Analysis of naltrexone urinary metabolites

A reversed-phase HPLC method using ion-pair formation has been developed for the simultaneous determination of naltrexone and three urinary metabolites. The extraction of the free and conjugated metabolites was studied by liquid—solid procedures using styrene—divinylbenzene copolymers (Amberlite XAD-2) and bonded octadecyl silica supports (ODS-silica). Optimum recovery was obtained with ODS-silica extraction using 25% acetonitrile in a 5 mM diammonium phosphate buffer pH 2.1 as elution solvent.
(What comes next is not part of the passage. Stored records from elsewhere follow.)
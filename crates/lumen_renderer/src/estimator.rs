//! Radiance estimator: recursive Monte Carlo path tracing.
//!
//! Implements:
//! - Next-event estimation towards the scene's designated light
//! - BRDF importance sampling for indirect bounces
//! - Russian roulette termination with unbiased reweighting
//! - Mirror bounces handled purely by sampling; they do not advance the
//!   roulette depth

use lumen_math::{Ray, Vec3};
use rand::RngCore;

use crate::brdf::{Brdf, Color};
use crate::sampling::gen_f64;
use crate::scene::Scene;

/// Hard stop on the number of bounces along one path, mirror bounces
/// included.
pub const MAX_PATH_DEPTH: u32 = 64;

/// Russian roulette policy.
#[derive(Debug, Clone, Copy, PartialEq)]
pub struct RussianRoulette {
    /// Depths up to and including this always continue.
    pub depth: u32,
    /// Continuation probability past `depth`.
    pub probability: f64,
}

impl RussianRoulette {
    pub fn new(depth: u32, probability: f64) -> Self {
        Self {
            depth,
            probability: probability.clamp(0.0, 1.0),
        }
    }

    /// Probability that a path at `depth` is extended.
    pub fn continuation(&self, depth: u32) -> f64 {
        if depth <= self.depth {
            1.0
        } else {
            self.probability
        }
    }
}

impl Default for RussianRoulette {
    fn default() -> Self {
        Self::new(2, 0.0)
    }
}

/// Estimates radiance arriving along camera rays.
#[derive(Debug, Clone, Copy)]
pub struct Estimator<'a> {
    scene: &'a Scene,
    roulette: RussianRoulette,
    /// Direct lighting only, no indirect bounces.
    preview: bool,
}

impl<'a> Estimator<'a> {
    pub fn new(scene: &'a Scene, roulette: RussianRoulette) -> Self {
        Self {
            scene,
            roulette,
            preview: false,
        }
    }

    pub fn with_preview(mut self, preview: bool) -> Self {
        self.preview = preview;
        self
    }

    pub fn scene(&self) -> &Scene {
        self.scene
    }

    /// Radiance arriving at the ray origin along `ray`. Depth starts at 1.
    pub fn radiance(&self, ray: &Ray, depth: u32, rng: &mut dyn RngCore) -> Color {
        self.trace(ray, depth, 0, true, rng)
    }

    /// `depth` drives Russian roulette and only grows at diffuse bounces;
    /// `bounces` counts every bounce so far.
    ///
    /// `light_emission` is false after a diffuse bounce, since the light
    /// was already counted by next-event estimation there.
    fn trace(
        &self,
        ray: &Ray,
        depth: u32,
        bounces: u32,
        light_emission: bool,
        rng: &mut dyn RngCore,
    ) -> Color {
        let Some(hit) = self.scene.intersect(ray) else {
            return Color::ZERO;
        };
        let shape = self.scene.shape(hit.index);

        let x = hit.point;
        let o = -ray.direction();
        let n = if hit.normal.dot(o) < 0.0 {
            -hit.normal
        } else {
            hit.normal
        };

        let emitted = if light_emission || hit.index != self.scene.light_index() {
            shape.emission()
        } else {
            Color::ZERO
        };

        let brdf = shape.brdf();
        if brdf.is_specular() {
            return emitted + self.indirect(brdf, x, n, o, depth, bounces, true, rng);
        }

        emitted
            + self.direct_light(hit.index, x, n, o, rng)
            + self.indirect(brdf, x, n, o, depth, bounces, false, rng)
    }

    /// One next-event estimation sample of light reflected at `x`.
    ///
    /// `surface` is the index of the shape `x` lies on and `n` its normal
    /// oriented towards `o`. Returns zero when the light sample is
    /// degenerate or the two points cannot see each other.
    pub fn direct_light(
        &self,
        surface: usize,
        x: Vec3,
        n: Vec3,
        o: Vec3,
        rng: &mut dyn RngCore,
    ) -> Color {
        let light = self.scene.light();
        let Some(sample) = light.sample(rng) else {
            return Color::ZERO;
        };

        let to_light = sample.point - x;
        let dist2 = to_light.length_squared();
        if dist2 <= 0.0 {
            return Color::ZERO;
        }
        let w = to_light / dist2.sqrt();

        let cos_surface = n.dot(w);
        let cos_light = sample.normal.dot(-w).abs();
        if cos_surface <= 0.0 || cos_light <= 0.0 {
            return Color::ZERO;
        }

        // Area density to solid angle at x.
        let pdf = sample.pdf * dist2 / cos_light;
        if !(pdf > 0.0 && pdf.is_finite()) {
            return Color::ZERO;
        }

        if !self.mutually_visible(x, surface, sample.point) {
            return Color::ZERO;
        }

        let brdf = self.scene.shape(surface).brdf();
        light.emission() * brdf.eval(n, o, w) * cos_surface / pdf
    }

    /// Shadow test in both directions, so a point on the far side of the
    /// light sphere is rejected.
    fn mutually_visible(&self, x: Vec3, surface: usize, y: Vec3) -> bool {
        let light = self.scene.light_index();
        let towards = self.scene.intersect(&Ray::new(x, y - x));
        if towards.map(|h| h.index) != Some(light) {
            return false;
        }
        let back = self.scene.intersect(&Ray::new(y, x - y));
        back.map(|h| h.index) == Some(surface)
    }

    /// Returns the continuation probability, or `None` to terminate.
    fn continue_path(&self, depth: u32, bounces: u32, rng: &mut dyn RngCore) -> Option<f64> {
        if self.preview || bounces >= MAX_PATH_DEPTH {
            return None;
        }
        let p = self.roulette.continuation(depth);
        if p <= 0.0 {
            return None;
        }
        if p < 1.0 && gen_f64(rng) >= p {
            return None;
        }
        Some(p)
    }

    #[allow(clippy::too_many_arguments)]
    fn indirect(
        &self,
        brdf: &Brdf,
        x: Vec3,
        n: Vec3,
        o: Vec3,
        depth: u32,
        bounces: u32,
        light_emission: bool,
        rng: &mut dyn RngCore,
    ) -> Color {
        let Some(p) = self.continue_path(depth, bounces, rng) else {
            return Color::ZERO;
        };

        let sample = brdf.sample(n, o, rng);
        let cos = n.dot(sample.direction);
        if sample.pdf <= 0.0 || cos <= 0.0 {
            return Color::ZERO;
        }

        let next_depth = if brdf.is_specular() { depth } else { depth + 1 };
        let incoming = self.trace(
            &Ray::new(x, sample.direction),
            next_depth,
            bounces + 1,
            light_emission,
            rng,
        );
        incoming * brdf.eval(n, o, sample.direction) * cos / (sample.pdf * p)
    }
}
The chromatographic behaviour of naltrexone metabolites and naloxone (internal standard) was examined by varying the mobile phase composition. Increments of both the diammonium phosphate buffer concentration and the percentage of organic solvent in the eluent decreases the retention of compounds in a non-linear manner. Increments of the dodecyl sulphate (counter-ion) concentration, increases the retention time. The method was applied to determine the urinary levels of major naltrexone metabolites in a volunteer receiving a 50 mg oral dose. This is the first method reported which permits the simultaneous quantitative determination of naltrexone and its metabolites, 6β-naltrexol, naltrexone glucuronide and 6β-naltrexol glucuronide, in urine.